TASK GOAL -> Return the line that contains "warn_version_mismatch = env::var(ENV_VAR_WARN_VERSION_MISMATCH)" plus every line after it to the end of the entries below, exactly as given, and stop there.

DATA IN THIS EXERCISE ->
+ + + +
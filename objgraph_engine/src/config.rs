use anyhow::{Context, Result};
use objgraph_types::types::Version;
use std::env;

/// Version of the module consuming the data. Defaults to this crate's version.
pub const ENV_VAR_MODULE_VERSION: &str = "OBJGRAPH_MODULE_VERSION";

/// Set to `0` or `false` to silence version mismatch warnings.
pub const ENV_VAR_WARN_VERSION_MISMATCH: &str = "OBJGRAPH_WARN_VERSION_MISMATCH";

/// Names of content instances created at runtime, rather than loaded from an asset, start with this.
pub const GENERATED_CONTENT_PREFIX: &str = "<Generated";

/// Longest run of nulls a loaded sequence may declare. Such a run has no bytes behind it.
pub const MAX_NULL_ELEMENTS: usize = 1 << 20;

#[derive(Clone, Debug)]
pub struct CodecConfig {
    pub module_version: Version,
    pub warn_version_mismatch: bool,
    pub generated_content_prefix: String,
    pub max_null_elements: usize,
}

impl Default for CodecConfig {
    fn default() -> Self {
        Self {
            module_version: crate_version(),
            warn_version_mismatch: true,
            generated_content_prefix: String::from(GENERATED_CONTENT_PREFIX),
            max_null_elements: MAX_NULL_ELEMENTS,
        }
    }
}

impl CodecConfig {
    pub fn from_env() -> Result<Self> {
        let module_version = match env::var(ENV_VAR_MODULE_VERSION) {
            Err(_) => crate_version(),
            Ok(s) => s
                .parse()
                .with_context(|| format!("Invalid {ENV_VAR_MODULE_VERSION} {s:?}"))?,
        };
        let warn_version_mismatch = env::var(ENV_VAR_WARN_VERSION_MISMATCH)
            .map_or(true, |s| !(s == "0" || s.eq_ignore_ascii_case("false")));
        Ok(Self {
            module_version,
            warn_version_mismatch,
            ..Self::default()
        })
    }

    pub fn with_module_version(mut self, module_version: Version) -> Self {
        self.module_version = module_version;
        self
    }

    pub fn is_generated_content_name(&self, name: &str) -> bool {
        name.starts_with(&self.generated_content_prefix)
    }
}

fn crate_version() -> Version {
    env!("CARGO_PKG_VERSION").parse().unwrap_or_default()
}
+ + + +
RESULT OF THIS TASK ->
        let warn_version_mismatch = env::var(ENV_VAR_WARN_VERSION_MISMATCH)
            .map_or(true, |s| !(s == "0" || s.eq_ignore_ascii_case("false")));
        Ok(Self {
            module_version,
            warn_version_mismatch,
            ..Self::default()
        })
    }

    pub fn with_module_version(mut self, module_version: Version) -> Self {
        self.module_version = module_version;
        self
    }

    pub fn is_generated_content_name(&self, name: &str) -> bool {
        name.starts_with(&self.generated_content_prefix)
    }
}

fn crate_version() -> Version {
    env!("CARGO_PKG_VERSION").parse().unwrap_or_default()
}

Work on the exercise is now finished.